Todos los seres humanos tienen el mismo valor,

nadie puede erigirse en su salvador.

Los pueblos del mundo tienen su propia cultura.

No se puede atacar su modo de vida

ni mantener el control sobre su población.

 

Cada pueblo volverá a levantarse

y se alimentará de venganza si no se paran

las masacres, el desprecio, el resentimiento

sufrido sin motivo.

Desesperanza que nunca acabará.

Violencia creciente

por no aceptar que el causante de tanta miseria

siga destruyendo vidas y culturas que no son las suyas.

 

La guerra todo destruye,

incluso lo más preciado,

la esperanza de una vida mejor

para niños y jóvenes

esperanza que se fue,

cuando sus padres partieron.

Ahora son huérfanos,

sin patria, sin tierras, sin aire, sin cariño,

ahogando su dolor en silencio con una mirada de incomprensión.

 

La guerra solo trae violencia, venganza,

resentimiento, resignación,

dolor y un recuerdo vivo

que sus víctimas siempre recordaran.

La guerra es un ataúd lleno de cadáveres

de seres humanos

que sin saber por qué

están ahí enterrados.

 

¡Cuánta tristeza sentimos al ver el escenario

de la violencia de la guerra.

Tantas vidas aniquiladas

por territorios, creencias, ideologías,

por querer mantener el control,

en el escenario del teatro mundial.

El velo del sufrimiento se cierne sobre la noche

envolviendo los suspiros

 de las vidas palpitantes ahora vacías.

 

Sin embargo, la vida es muy sabia

 y cada lágrima caída en la tierra

siembra semillas de perdón y amor,

porque los que partieron,

no desean que se repitan esas escenas de horror.

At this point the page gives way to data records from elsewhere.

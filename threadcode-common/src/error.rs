//! Error types shared across threadcode crates.

use thiserror::Error;

/// Result type alias using the threadcode error type.
pub type Result<T> = std::result::Result<T, Error>;

/// Unified error type for configuration and startup.
#[derive(Error, Debug)]
pub enum Error {
    /// Configuration error
    #[error("Configuration error: {0}")]
    Config(String),

    /// IO error
    #[error("IO error: {0}")]
    Io(#[from] std::io::Error),

    /// JSON serialization error
    #[error("JSON error: {0}")]
    Json(#[from] serde_json::Error),

    /// Other error with context
    #[error("{context}: {source}")]
    WithContext {
        context: String,
        #[source]
        source: Box<Error>,
    },
}

impl Error {
    /// Create an error with additional context.
    pub fn with_context(self, context: impl Into<String>) -> Self {
        Self::WithContext {
            context: context.into(),
            source: Box::new(self),
        }
    }

    /// Check if this is a configuration error.
    pub fn is_config(&self) -> bool {
        match self {
            Self::Config(_) => true,
            Self::WithContext { source, .. } => source.is_config(),
            _ => false,
        }
    }
}

/// Extension trait for adding context to any error type.
pub trait ResultExt<T> {
    /// Add context to an error.
    fn context(self, context: impl Into<String>) -> Result<T>;
}

impl<T, E: Into<Error>> ResultExt<T> for std::result::Result<T, E> {
    fn context(self, context: impl Into<String>) -> Result<T> {
        self.map_err(|e| e.into().with_context(context))
    }
}
//! Platform-neutral message and channel types.
//!
//! Only the fields the relay actually consumes are carried here.

use serde::{Deserialize, Serialize};

/// An inbound chat message.
#[derive(Debug, Clone, PartialEq, Eq, Serialize, Deserialize)]
pub struct InboundMessage {
    /// Message ID (platform-specific)
    pub id: String,
    /// Channel the message was posted in (a thread ID for thread messages)
    pub channel_id: String,
    /// Author identifier
    pub author_id: String,
    /// Whether the author is an automated account
    #[serde(default)]
    pub author_is_bot: bool,
    /// Raw message text
    #[serde(default)]
    pub content: String,
}

impl InboundMessage {
    /// Whether the content contains the literal `<@id>` mention token.
    pub fn mentions(&self, user_id: &str) -> bool {
        self.content.contains(&format!("<@{user_id}>"))
    }
}

/// A thread and, when known, the channel it was opened in.
#[derive(Debug, Clone, PartialEq, Eq, Serialize, Deserialize)]
pub struct ThreadChannel {
    pub id: String,
    /// Display name, used as the remote session title
    pub name: String,
    #[serde(default)]
    pub parent: Option<ParentChannel>,
}

/// The channel a thread hangs off.
#[derive(Debug, Clone, PartialEq, Eq, Serialize, Deserialize)]
pub struct ParentChannel {
    pub id: String,
    pub name: String,
}
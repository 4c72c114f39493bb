use crate::ir::{Line, Rejection};

const MIN_LINES: usize = 3;

fn is_empty(line: &Line) -> bool {
    matches!(line, Line::Text(t) if t.is_empty())
}

fn trim_blank(mut lines: Vec<Line>) -> Vec<Line> {
    while lines.last().is_some_and(Line::is_blank) {
        lines.pop();
    }
    let lead = lines.iter().take_while(|l| l.is_blank()).count();
    lines.drain(..lead);
    lines
}

/// Turns paragraph breaks into boundaries and enforces the minimum shape of
/// a post: at least two line breaks once surrounding blank lines are gone.
///
/// Blank lines are paired off left to right, so a run of `k` blank lines
/// yields `ceil(k / 2)` boundaries.
pub fn stage_collapse(lines: Vec<Line>) -> Result<Vec<Line>, Rejection> {
    let lines = trim_blank(lines);
    if lines.len() < MIN_LINES {
        return Err(Rejection::TooShort);
    }

    let mut out = Vec::with_capacity(lines.len());
    let mut run = 0usize;
    for line in lines {
        if is_empty(&line) {
            run += 1;
            continue;
        }
        out.extend(std::iter::repeat(Line::Boundary).take(run.div_ceil(2)));
        run = 0;
        out.push(line);
    }

    if out.last() == Some(&Line::Boundary) {
        out.pop();
    }
    Ok(out)
}
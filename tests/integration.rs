use bugurtc::config::Config;
use bugurtc::ir::Outcome;
use bugurtc::segment::segment;
use std::io::{self, BufRead, Cursor, Read};
use std::sync::atomic::{AtomicBool, Ordering};

const SAMPLE: &str = "\
@bugurt_thread
просыпаешься
@
идёшь на кухню
<BAGUETTE>
подпишись на канал https://t.me/spam @ да
<BAGUETTE>
#greentext some body text @ reply
<BAGUETTE>
just a line without anything
<BAGUETTE>
>be me
>open the fridge
>nothing
<BAGUETTE>
one @ two @ three
<BAGUETTE>
";

fn plain() -> Config {
    Config {
        context: String::new(),
        tsv: false,
        ..Config::default()
    }
}

fn run(input: &str, config: &Config) -> String {
    let running = AtomicBool::new(true);
    let mut out = Vec::new();
    segment(Cursor::new(input), &mut out, config, &running).unwrap();
    String::from_utf8(out).unwrap()
}

fn streams(output: &str, config: &Config) -> Vec<String> {
    output
        .lines()
        .map(|l| {
            l.strip_prefix(&format!("{} ", config.bos))
                .and_then(|l| l.strip_suffix(&format!(" {}", config.eos)))
                .unwrap()
                .to_string()
        })
        .collect()
}

#[test]
fn test_sample_corpus() {
    let out = run(SAMPLE, &plain());
    assert_eq!(
        out,
        "<BOS> ПРОСЫПАЕШЬСЯ <PAD> ИДЁШЬ НА КУХНЮ <EOS>\n\
         <BOS> #GREENTEXT <PAD> SOME BODY TEXT <PAD> REPLY <EOS>\n\
         <BOS> >BE ME >OPEN THE FRIDGE >NOTHING <EOS>\n\
         <BOS> ONE <PAD> TWO <PAD> THREE <EOS>\n"
    );
}

#[test]
fn test_tsv_output_with_context() {
    let out = run(SAMPLE, &Config::default());
    let lines: Vec<&str> = out.lines().collect();
    assert_eq!(lines[0], "id\tbaguette");
    assert_eq!(lines.len(), 5);
    for (i, line) in lines[1..].iter().enumerate() {
        let expected = format!("{}\tНАПИШИ БАГЕТ <BOS> ", i + 1);
        assert!(line.starts_with(&expected), "{line}");
        assert!(line.ends_with(" <EOS>"), "{line}");
    }
}

#[test]
fn test_streams_are_single_clean_lines() {
    let config = plain();
    for stream in streams(&run(SAMPLE, &config), &config) {
        assert!(!stream.contains('\n'));
        assert!(!stream.starts_with("<PAD>"));
        assert!(!stream.ends_with("<PAD>"));
        assert!(!stream.contains("  "));
        assert!(!stream.contains("<PAD> <PAD>"));
    }
}

#[test]
fn test_limit_stops_after_n_records() {
    let config = Config {
        limit: 2,
        ..plain()
    };
    let out = run(SAMPLE, &config);
    assert_eq!(out.lines().count(), 2);

    let config = Config {
        limit: 0,
        ..plain()
    };
    assert_eq!(run(SAMPLE, &config).lines().count(), 4);
}

#[test]
fn test_limit_larger_than_input() {
    let config = Config {
        limit: 100,
        ..plain()
    };
    assert_eq!(run(SAMPLE, &config).lines().count(), 4);
}

/// Clears the running flag once `trigger` has been handed out by the reader,
/// i.e. while the post containing it is still being accumulated.
struct InterruptingReader<'a> {
    inner: Cursor<Vec<u8>>,
    trigger: &'a str,
    running: &'a AtomicBool,
}

impl Read for InterruptingReader<'_> {
    fn read(&mut self, buf: &mut [u8]) -> io::Result<usize> {
        self.inner.read(buf)
    }
}

impl BufRead for InterruptingReader<'_> {
    fn fill_buf(&mut self) -> io::Result<&[u8]> {
        self.inner.fill_buf()
    }

    fn consume(&mut self, amt: usize) {
        let start = self.inner.position() as usize;
        let chunk = &self.inner.get_ref()[start..start + amt];
        if chunk.starts_with(self.trigger.as_bytes()) {
            self.running.store(false, Ordering::SeqCst);
        }
        self.inner.consume(amt);
    }
}

#[test]
fn test_cancellation_only_at_post_boundary() {
    let input = "a @ b\n<BAGUETTE>\nc @ d\nstill typing\n<BAGUETTE>\ne @ f\n<BAGUETTE>\n";
    let running = AtomicBool::new(true);
    let reader = InterruptingReader {
        inner: Cursor::new(input.as_bytes().to_vec()),
        trigger: "c @ d",
        running: &running,
    };
    let mut out = Vec::new();
    let stats = segment(reader, &mut out, &plain(), &running).unwrap();
    let out = String::from_utf8(out).unwrap();

    // The post in flight when the interrupt arrived is finished whole,
    // nothing after it is read.
    assert_eq!(
        out,
        "<BOS> A <PAD> B <EOS>\n<BOS> C <PAD> D STILL TYPING <EOS>\n"
    );
    assert!(stats.cancelled);
    assert_eq!(stats.posts, 2);
}

#[test]
fn test_cancellation_before_any_post() {
    let running = AtomicBool::new(false);
    let mut out = Vec::new();
    let stats = segment(Cursor::new("a @ b\nc @ d"), &mut out, &plain(), &running).unwrap();
    assert!(out.is_empty());
    assert_eq!(stats.posts, 0);
}

#[test]
fn test_every_accepted_post_has_structure() {
    let posts = [
        "a @ b",
        "#one #two body @ more",
        "x\n\n>y\n\nz",
        "@\nfirst\n@\nsecond\n@",
        "#tag only @ reply",
    ];
    let config = plain();
    for raw in posts {
        let stream = match bugurtc::clean_post(raw.as_bytes(), &config) {
            Outcome::Accepted(stream) => stream,
            Outcome::Rejected(reason) => panic!("{raw:?} rejected: {reason:?}"),
        };
        assert!(stream.contains(&config.pad), "{raw:?} -> {stream:?}");
        assert!(!stream.contains('\n'));
        assert!(!stream.starts_with(&config.pad));
        assert!(!stream.ends_with(&config.pad));
    }
}

#[test]
fn test_url_rejected_regardless_of_content() {
    let config = plain();
    let raw = "check this out http://spam.example @ lol\n@\nreal\n@\nbugurt\n";
    assert!(bugurtc::clean_post(raw.as_bytes(), &config)
        .accepted()
        .is_none());
}
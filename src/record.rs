use crate::config::Config;

pub const TSV_HEADER: &str = "id\tbaguette\n";

pub fn header(config: &Config) -> Option<&'static str> {
    config.tsv.then_some(TSV_HEADER)
}

/// Frames one accepted stream as an output line. `id` is 1-based and only
/// written in tabular mode.
pub fn format_record(id: usize, stream: &str, config: &Config) -> String {
    let mut out = String::with_capacity(stream.len() + 64);
    if config.tsv {
        out.push_str(&id.to_string());
        out.push('\t');
    }
    if !config.context.trim().is_empty() {
        out.push_str(&config.context);
        out.push(' ');
    }
    out.push_str(&config.bos);
    out.push(' ');
    out.push_str(stream);
    out.push(' ');
    out.push_str(&config.eos);
    out.push('\n');
    out
}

El corazón de la gente buena

sigue latiendo en el Amor

para que la lluvia apacigüe

el dolor de la tierra

por tantas lágrimas vertidas.

 

Así, el nuevo amanecer

será augurio de vida y risas

porque será un amanecer de esperanza

donde la violencia de la guerra

no tiene cabida.

El aire puro y las risas

de los pueblos del mundo

harán posible un nuevo amanecer

 de esperanza en la tierra.

 

*****

No conocer la historia trae consigo trágicas consecuencias. Cada país tiene su cultura y no se pueden violar los derechos de los seres humanos de cualquier punto en la tierra.